Towards the end of the supper the Master, in a velvet jacket, appeared with his guests. Then the bailiff rose and proposed: “The Master! Long life and health to the Master!” All the people drank the health with great enthusiasm and cheering. The Master replied with a little speech: They were on an island in a little world of their own. It depended on them all to make this world a world of true happiness and content. Each must do his part. He hoped he himself did what he could, for his heart was in his island, and with the people of his island.

The butler responded: As long as the island had such a Master, it could not but be a little heaven for all the people on it. –This was seconded with virile warmth by the bailiff and the mason, the skipper was beside himself. Then there was dancing, the old carpenter was fiddler.

But under all this, things were not well. The very next morning came the farm-boy to say that a cow had fallen over the cliff. The Master went to look. He peered over the not very high declivity, and saw her lying dead, on a green ledge under a bit of late-flowering broom. A beautiful, expensive creature, already looking swollen. But what a fool, to fall so unnecessarily!

It was a question of getting several men to haul her up the bank: and then of skinning and burying her. No one would eat the meat. How repulsive it all was!

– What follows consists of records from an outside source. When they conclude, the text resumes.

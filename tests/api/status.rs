use serde_json::Value;

use crate::helper::{get_client, spawn_app};

#[tokio::test]
async fn status_returns_the_placeholder_for_any_id() {
    let app = spawn_app().await;
    app.provider_is_never_called().await;

    let response = get_client()
        .get(format!("{}/api/email/status/abc123", app.addr))
        .send()
        .await
        .expect("Request should succeed");

    assert_eq!(200, response.status().as_u16());
    let body: Value = response.json().await.unwrap();
    assert_eq!(body["emailId"], "abc123");
    assert_eq!(
        body["message"],
        "Email status check not yet available in Resend API"
    );
    assert_eq!(body["note"], "Check your Resend dashboard for delivery status");
}
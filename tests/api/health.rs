use crate::helper::{get_client, spawn_app};

#[tokio::test]
async fn health_check_works() {
    let app = spawn_app().await;
    let client = get_client();

    let response = client
        .get(format!("{}/health", app.addr))
        .send()
        .await
        .expect("Request should succeed");

    assert!(response.status().is_success());
    assert_eq!(Some(0), response.content_length());
}

#[tokio::test]
async fn cross_origin_preflight_is_allowed() {
    let app = spawn_app().await;

    let response = reqwest::Client::new()
        .request(
            reqwest::Method::OPTIONS,
            format!("{}/api/email/send-test", app.addr),
        )
        .header("Origin", "http://localhost:5173")
        .header("Access-Control-Request-Method", "POST")
        .header("Access-Control-Request-Headers", "content-type")
        .send()
        .await
        .expect("Request should succeed");

    assert!(response.status().is_success());
    assert_eq!(
        response
            .headers()
            .get("access-control-allow-origin")
            .and_then(|v| v.to_str().ok()),
        Some("*")
    );
}
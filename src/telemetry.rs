use tracing::Subscriber;
use tracing_subscriber::{fmt::MakeWriter, layer::SubscriberExt, EnvFilter};

/// Compose the subscriber used by the binary and the test suite.
///
/// `RUST_LOG` takes precedence over `env_filter` when set.
pub fn get_subscriber<Sink>(env_filter: &str, sink: Sink) -> impl Subscriber + Send + Sync
where
    Sink: for<'a> MakeWriter<'a> + Send + Sync + 'static,
{
    tracing_subscriber::registry()
        .with(
            EnvFilter::try_from_default_env().unwrap_or_else(|_| {
                // axum logs rejections from built-in extractors with the `axum::rejection`
                // target, at `TRACE` level. `axum::rejection=trace` enables showing those events
                env_filter.into()
            }),
        )
        .with(tracing_subscriber::fmt::layer().with_writer(sink))
}
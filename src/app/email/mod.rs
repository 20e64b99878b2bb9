use axum::{
    routing::{get, post},
    Router,
};

use super::AppState;

pub mod route;
pub mod schema;
pub mod template;

pub fn router() -> Router<AppState> {
    Router::new()
        .route("/send-test", post(route::send_test))
        .route("/send-custom", post(route::send_custom))
        .route("/status/:email_id", get(route::status))
}
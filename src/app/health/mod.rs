use axum::{http::StatusCode, response::IntoResponse, routing::get, Router};

use super::AppState;

pub fn router() -> Router<AppState> {
    Router::new().route("/health", get(health_check))
}

pub async fn health_check() -> impl IntoResponse {
    StatusCode::OK
}
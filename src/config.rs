use std::time::Duration;

use secrecy::{ExposeSecret, Secret};

use crate::domain::EmailAddress;

#[derive(serde::Deserialize)]
pub struct Settings {
    pub application: ApplicationSettings,
    pub email_client: EmailClientSettings,
    pub log_level: String,
}

#[derive(serde::Deserialize)]
pub struct ApplicationSettings {
    pub host: String,
    pub port: u16,
    #[serde(default)]
    pub environment: Environment,
}

#[derive(serde::Deserialize)]
pub struct EmailClientSettings {
    pub base_url: String,
    pub sender_email: String,
    pub authorization_token: Option<Secret<String>>,
    pub timeout_milliseconds: u64,
}

impl EmailClientSettings {
    pub fn sender(&self) -> Result<EmailAddress, String> {
        EmailAddress::try_from(self.sender_email.clone())
    }

    pub fn timeout(&self) -> Duration {
        Duration::from_millis(self.timeout_milliseconds)
    }

    /// The provider credential, if one is configured. Blank values count as absent.
    pub fn authorization_token(&self) -> Option<Secret<String>> {
        self.authorization_token
            .as_ref()
            .map(|token| token.expose_secret().trim())
            .filter(|token| !token.is_empty())
            .map(|token| Secret::new(token.to_owned()))
    }
}

/// The runtime mode. Provider failure details only reach clients in `Development`.
#[derive(serde::Deserialize, Debug, Clone, Copy, PartialEq, Eq, Default)]
#[serde(rename_all = "lowercase")]
pub enum Environment {
    #[default]
    Development,
    Production,
}

impl Environment {
    pub fn as_str(&self) -> &'static str {
        match self {
            Environment::Development => "development",
            Environment::Production => "production",
        }
    }

    pub fn exposes_error_details(&self) -> bool {
        matches!(self, Environment::Development)
    }
}

impl TryFrom<String> for Environment {
    type Error = String;

    fn try_from(s: String) -> Result<Self, Self::Error> {
        match s.to_lowercase().as_str() {
            "development" => Ok(Self::Development),
            "production" => Ok(Self::Production),
            other => Err(format!(
                "{} is not a supported environment. Use either `development` or `production`.",
                other
            )),
        }
    }
}

pub fn get_configuration() -> Result<Settings, config::ConfigError> {
    let base_path =
        std::env::current_dir().map_err(|e| config::ConfigError::Foreign(Box::new(e)))?;
    let configuration_directory = base_path.join("configuration");

    let environment: Environment = std::env::var("APP_ENVIRONMENT")
        .unwrap_or_else(|_| "development".into())
        .try_into()
        .map_err(config::ConfigError::Message)?;

    let settings = config::Config::builder()
        .add_source(config::File::from(configuration_directory.join("base.yaml")))
        .add_source(config::File::from(
            configuration_directory.join(format!("{}.yaml", environment.as_str())),
        ))
        .add_source(
            config::Environment::with_prefix("APP")
                .prefix_separator("_")
                .separator("__")
                .try_parsing(true),
        )
        .set_override("application.environment", environment.as_str())?
        // Plain variable names the demo has always documented.
        .set_override_option("email_client.authorization_token", std::env::var("RESEND_API_KEY").ok())?
        .set_override_option("email_client.sender_email", std::env::var("FROM_EMAIL").ok())?
        .set_override_option("application.port", std::env::var("PORT").ok())?
        .build()?;

    settings.try_deserialize::<Settings>()
}

/// Settings for the form client talking to a running service.
#[derive(Debug, Clone)]
pub struct ClientSettings {
    pub api_url: String,
    pub submit_timeout: Duration,
    pub health_timeout: Duration,
    pub health_check_interval: Duration,
}

pub const DEFAULT_API_URL: &str = "http://localhost:3001";

impl Default for ClientSettings {
    fn default() -> Self {
        Self {
            api_url: DEFAULT_API_URL.to_owned(),
            submit_timeout: Duration::from_secs(10),
            health_timeout: Duration::from_secs(5),
            health_check_interval: Duration::from_secs(30),
        }
    }
}

/// Client defaults, with the service location taken from `API_URL` when set.
pub fn get_client_configuration() -> ClientSettings {
    let mut settings = ClientSettings::default();
    if let Some(api_url) = std::env::var("API_URL").ok().filter(|url| !url.is_empty()) {
        settings.api_url = api_url.trim_end_matches('/').to_owned();
    }
    settings
}
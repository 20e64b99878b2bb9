use serde::Serialize;

use super::{ApiClient, ApiStatus, ClientError};
use crate::app::email::schema::{SendCustomRequestBody, SendTestRequestBody};
use crate::domain::EmailAddress;

const API_UNAVAILABLE: &str = "API is not available. Please check if the backend is running.";
const DEFAULT_DETAILS: &str = "Please check your configuration";

#[derive(Debug, Clone, Default, PartialEq, Eq)]
pub struct TestEmailForm {
    pub to: String,
    pub from: String,
    pub message: String,
}

#[derive(Debug, Clone, Default, PartialEq, Eq)]
pub struct CustomEmailForm {
    pub to: String,
    pub subject: String,
    pub message: String,
    pub from: String,
}

#[derive(Debug, Clone, Copy, PartialEq, Eq)]
pub enum NoticeKind {
    Success,
    Error,
}

/// A short message for the user about the last action.
#[derive(Debug, Clone, PartialEq, Eq)]
pub struct Notice {
    pub kind: NoticeKind,
    pub message: String,
}

impl Notice {
    fn success(message: impl Into<String>) -> Self {
        Self {
            kind: NoticeKind::Success,
            message: message.into(),
        }
    }

    fn error(message: impl Into<String>) -> Self {
        Self {
            kind: NoticeKind::Error,
            message: message.into(),
        }
    }

    pub fn is_error(&self) -> bool {
        self.kind == NoticeKind::Error
    }
}

/// Outcome of the last submission that reached the service.
#[derive(Debug, Clone, PartialEq)]
pub enum FormResponse {
    Success(serde_json::Value),
    Error {
        error: String,
        details: String,
        status: Option<u16>,
    },
}

/// The two independent send forms plus their shared submission state.
pub struct EmailForm {
    client: ApiClient,
    pub test: TestEmailForm,
    pub custom: CustomEmailForm,
    is_loading: bool,
    response: Option<FormResponse>,
}

impl EmailForm {
    pub fn new(client: ApiClient) -> Self {
        Self {
            client,
            test: TestEmailForm::default(),
            custom: CustomEmailForm::default(),
            is_loading: false,
            response: None,
        }
    }

    pub fn is_loading(&self) -> bool {
        self.is_loading
    }

    pub fn inputs_disabled(&self) -> bool {
        self.is_loading
    }

    pub fn submit_enabled(&self, status: ApiStatus) -> bool {
        !self.is_loading && status.is_online()
    }

    pub fn response(&self) -> Option<&FormResponse> {
        self.response.as_ref()
    }

    #[tracing::instrument(name = "Submit test email form", skip(self), fields(to = %self.test.to))]
    pub async fn submit_test(&mut self, status: ApiStatus) -> Notice {
        if self.test.to.is_empty() {
            return Notice::error("Please enter recipient email address");
        }
        if let Some(blocked) = precheck(&self.test.to, status) {
            return blocked;
        }

        let body = SendTestRequestBody {
            to: Some(self.test.to.clone()),
            from: Some(self.test.from.clone()),
            message: Some(self.test.message.clone()),
        };

        self.begin();
        let outcome = self.client.send_test(&body).await;
        self.is_loading = false;

        match outcome {
            Ok(sent) => {
                self.record_success(&sent);
                self.test = TestEmailForm::default();
                Notice::success("Test email sent successfully! 🎉")
            }
            Err(e) => self.fail(e),
        }
    }

    #[tracing::instrument(name = "Submit custom email form", skip(self), fields(to = %self.custom.to))]
    pub async fn submit_custom(&mut self, status: ApiStatus) -> Notice {
        let form = &self.custom;
        if form.to.is_empty() || form.subject.is_empty() || form.message.is_empty() {
            return Notice::error("Please fill in all required fields");
        }
        if let Some(blocked) = precheck(&form.to, status) {
            return blocked;
        }

        let body = SendCustomRequestBody {
            to: Some(form.to.clone()),
            subject: Some(form.subject.clone()),
            message: Some(form.message.clone()),
            from: Some(form.from.clone()),
        };

        self.begin();
        let outcome = self.client.send_custom(&body).await;
        self.is_loading = false;

        match outcome {
            Ok(sent) => {
                self.record_success(&sent);
                self.custom = CustomEmailForm::default();
                Notice::success("Custom email sent successfully! 🎉")
            }
            Err(e) => self.fail(e),
        }
    }

    fn begin(&mut self) {
        self.is_loading = true;
        self.response = None;
    }

    fn record_success(&mut self, sent: &impl Serialize) {
        self.response = match serde_json::to_value(sent) {
            Ok(value) => Some(FormResponse::Success(value)),
            Err(e) => {
                tracing::error!(detail = %e, "failed to record the service response");
                None
            }
        };
    }

    /// Records the failure and leaves the entered values in place.
    fn fail(&mut self, e: ClientError) -> Notice {
        tracing::error!(detail = %e, "email submission failed");
        let error = e.to_string();
        self.response = Some(FormResponse::Error {
            error: error.clone(),
            details: e.details().unwrap_or(DEFAULT_DETAILS).to_owned(),
            status: e.status().map(|s| s.as_u16()),
        });
        Notice::error(format!("Failed to send email: {}", error))
    }
}

/// Checks shared by both forms once the required fields are filled in.
fn precheck(to: &str, status: ApiStatus) -> Option<Notice> {
    if !EmailAddress::is_valid(to) {
        return Some(Notice::error("Please enter a valid email address"));
    }
    if !status.is_online() {
        return Some(Notice::error(API_UNAVAILABLE));
    }
    None
}
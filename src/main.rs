use anyhow::Context;
use resend_demo::{app::App, config::get_configuration, telemetry::get_subscriber};
use tracing_subscriber::util::SubscriberInitExt;

#[tokio::main]
async fn main() -> anyhow::Result<()> {
    let config = get_configuration().context("Failed to read configuration.")?;

    get_subscriber(&config.log_level, std::io::stderr).init();

    let environment = config.application.environment;
    let app = App::with(config).await?;
    let host = app.host()?;
    let port = app.port()?;

    tracing::info!(
        %host,
        port,
        environment = environment.as_str(),
        "starting server"
    );
    app.serve().await.context("The server should be running")?;

    Ok(())
}
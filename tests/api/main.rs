mod client;
mod health;
mod status;
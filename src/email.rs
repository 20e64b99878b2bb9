use std::time::Duration;

use async_trait::async_trait;
use derive_more::Display;
use reqwest::{Client, StatusCode};
use secrecy::{ExposeSecret, Secret};

use crate::domain::EmailAddress;

/// Identifier the provider assigns to an accepted message.
#[derive(Debug, Clone, PartialEq, Eq, Display, serde::Deserialize)]
#[display(fmt = "{}", _0)]
pub struct EmailId(String);

impl AsRef<str> for EmailId {
    fn as_ref(&self) -> &str {
        &self.0
    }
}

#[derive(thiserror::Error, Debug)]
pub enum SendEmailError {
    /// The provider answered with a non-success status.
    #[error("{message}")]
    Rejected { status: StatusCode, message: String },
    #[error(transparent)]
    Transport(#[from] reqwest::Error),
}

/// Something able to deliver a rendered HTML email to a single recipient.
#[async_trait]
pub trait EmailSender: Send + Sync {
    async fn send_email(
        &self,
        recipient: &EmailAddress,
        subject: &str,
        html_content: &str,
    ) -> Result<EmailId, SendEmailError>;
}

/// Resend REST API client.
pub struct EmailClient {
    http_client: Client,
    base_url: String,
    sender: EmailAddress,
    authorization_token: Secret<String>,
}

impl EmailClient {
    pub fn new(
        base_url: String,
        sender: EmailAddress,
        authorization_token: Secret<String>,
        timeout: Duration,
    ) -> Result<Self, SendEmailError> {
        let http_client = Client::builder().timeout(timeout).build()?;

        Ok(Self {
            http_client,
            base_url,
            sender,
            authorization_token,
        })
    }
}

#[derive(serde::Serialize)]
struct SendEmailRequest<'a> {
    from: &'a str,
    to: [&'a str; 1],
    subject: &'a str,
    html: &'a str,
}

#[derive(serde::Deserialize)]
struct SendEmailResponse {
    id: EmailId,
}

#[derive(serde::Deserialize)]
struct ProviderErrorBody {
    message: String,
}

#[async_trait]
impl EmailSender for EmailClient {
    #[tracing::instrument(name = "Calling the email provider", skip(self, recipient, html_content), fields(recipient = %recipient))]
    async fn send_email(
        &self,
        recipient: &EmailAddress,
        subject: &str,
        html_content: &str,
    ) -> Result<EmailId, SendEmailError> {
        let url = format!("{}/emails", self.base_url);
        let request_body = SendEmailRequest {
            from: self.sender.as_ref(),
            to: [recipient.as_ref()],
            subject,
            html: html_content,
        };

        let response = self
            .http_client
            .post(&url)
            .bearer_auth(self.authorization_token.expose_secret())
            .json(&request_body)
            .send()
            .await?;

        let status = response.status();
        if !status.is_success() {
            let message = match response.json::<ProviderErrorBody>().await {
                Ok(body) => body.message,
                Err(_) => format!(
                    "provider responded with {}",
                    status.canonical_reason().unwrap_or(status.as_str())
                ),
            };
            tracing::warn!(status = status.as_u16(), detail = %message, "email rejected by the provider");
            return Err(SendEmailError::Rejected { status, message });
        }

        let body: SendEmailResponse = response.json().await?;
        Ok(body.id)
    }
}
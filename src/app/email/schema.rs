use serde::{Deserialize, Serialize};

use crate::app::error::AppError;
use crate::domain::{CustomEmail, EmailAddress, SenderName, TestEmail};

#[derive(Deserialize, Serialize, Debug, Default, Clone)]
pub struct SendTestRequestBody {
    #[serde(default)]
    pub to: Option<String>,
    #[serde(default)]
    pub from: Option<String>,
    #[serde(default)]
    pub message: Option<String>,
}

#[derive(Deserialize, Serialize, Debug, Default, Clone)]
pub struct SendCustomRequestBody {
    #[serde(default)]
    pub to: Option<String>,
    #[serde(default)]
    pub subject: Option<String>,
    #[serde(default)]
    pub message: Option<String>,
    #[serde(default)]
    pub from: Option<String>,
}

#[derive(Deserialize, Serialize, Debug)]
#[serde(rename_all = "camelCase")]
pub struct SendTestResponseBody {
    pub success: bool,
    pub message: String,
    pub email_id: String,
    pub to: String,
    pub sent_at: String,
}

#[derive(Deserialize, Serialize, Debug)]
#[serde(rename_all = "camelCase")]
pub struct SendCustomResponseBody {
    pub success: bool,
    pub message: String,
    pub email_id: String,
    pub to: String,
    pub subject: String,
    pub sent_at: String,
}

#[derive(Deserialize, Serialize, Debug)]
#[serde(rename_all = "camelCase")]
pub struct EmailStatusResponseBody {
    pub message: String,
    pub email_id: String,
    pub note: String,
}

/// Form fields arrive as empty strings when left blank.
fn present(value: Option<String>) -> Option<String> {
    value.filter(|v| !v.is_empty())
}

fn recipient(to: String) -> Result<EmailAddress, AppError> {
    EmailAddress::try_from(to)
        .map_err(|_| AppError::invalid_field("to", "Invalid recipient email format"))
}

fn sender(from: Option<String>) -> Result<Option<SenderName>, AppError> {
    from.filter(|f| !f.trim().is_empty())
        .map(SenderName::try_from)
        .transpose()
        .map_err(|e| AppError::invalid_field("from", format!("Invalid sender name: {e}")))
}

impl TryFrom<SendTestRequestBody> for TestEmail {
    type Error = AppError;
    fn try_from(value: SendTestRequestBody) -> Result<Self, Self::Error> {
        let to = present(value.to)
            .ok_or_else(|| AppError::invalid_field("to", "Recipient email is required"))?;
        let recipient = recipient(to)?;
        let sender = sender(value.from)?.unwrap_or_default();

        Ok(Self {
            recipient,
            sender,
            message: present(value.message),
        })
    }
}

impl TryFrom<SendCustomRequestBody> for CustomEmail {
    type Error = AppError;
    fn try_from(value: SendCustomRequestBody) -> Result<Self, Self::Error> {
        let to = present(value.to);
        let subject = present(value.subject);
        let message = present(value.message);

        let (to, subject, message) = match (to, subject, message) {
            (Some(to), Some(subject), Some(message)) => (to, subject, message),
            (to, subject, message) => {
                let missing = [
                    ("to", to.is_none()),
                    ("subject", subject.is_none()),
                    ("message", message.is_none()),
                ]
                .into_iter()
                .filter_map(|(field, missing)| missing.then_some(field))
                .collect();
                return Err(AppError::missing_fields(missing));
            }
        };

        Ok(Self {
            recipient: recipient(to)?,
            subject,
            message,
            sender: sender(value.from)?,
        })
    }
}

This was symbolic of the island. As sure as the spirits rose in the human breast, with a movement of joy, an invisible hand struck malevolently out of the silence. There must not be any joy, nor even any quiet peace. A man broke a leg, another was crippled with rheumatic fever. The pigs had some strange disease. A storm drove the yacht on a rock. The mason hated the butler, and refused to let his daughter serve at the house.

Out of the very air came a stony, heavy malevolence. The island itself seemed malicious. It would go on being hurtful and evil for weeks at a time. Then suddenly again one morning it would be fair, lovely as a morning in Paradise, everything beautiful and flowing. And everybody would begin to feel a great relief, and a hope for happiness.

Then as soon as the Master was opened out in spirit like an open flower, some ugly blow would fall. Somebody would send him an anonymous note, accusing some other person on the island. Somebody else would come hinting things against one of his servants.

“Some folks thinks they’ve got an easy job out here, with all the pickings they make!” the mason’s daughter screamed at the suave butler, in the Master’s hearing. He pretended not to hear.

“My man says this island is surely one of the lean kine of Egypt, it would swallow a sight of money, and you’d never get anything back out of it,” confided the farm-hand’s wife to one of the Master’s visitors.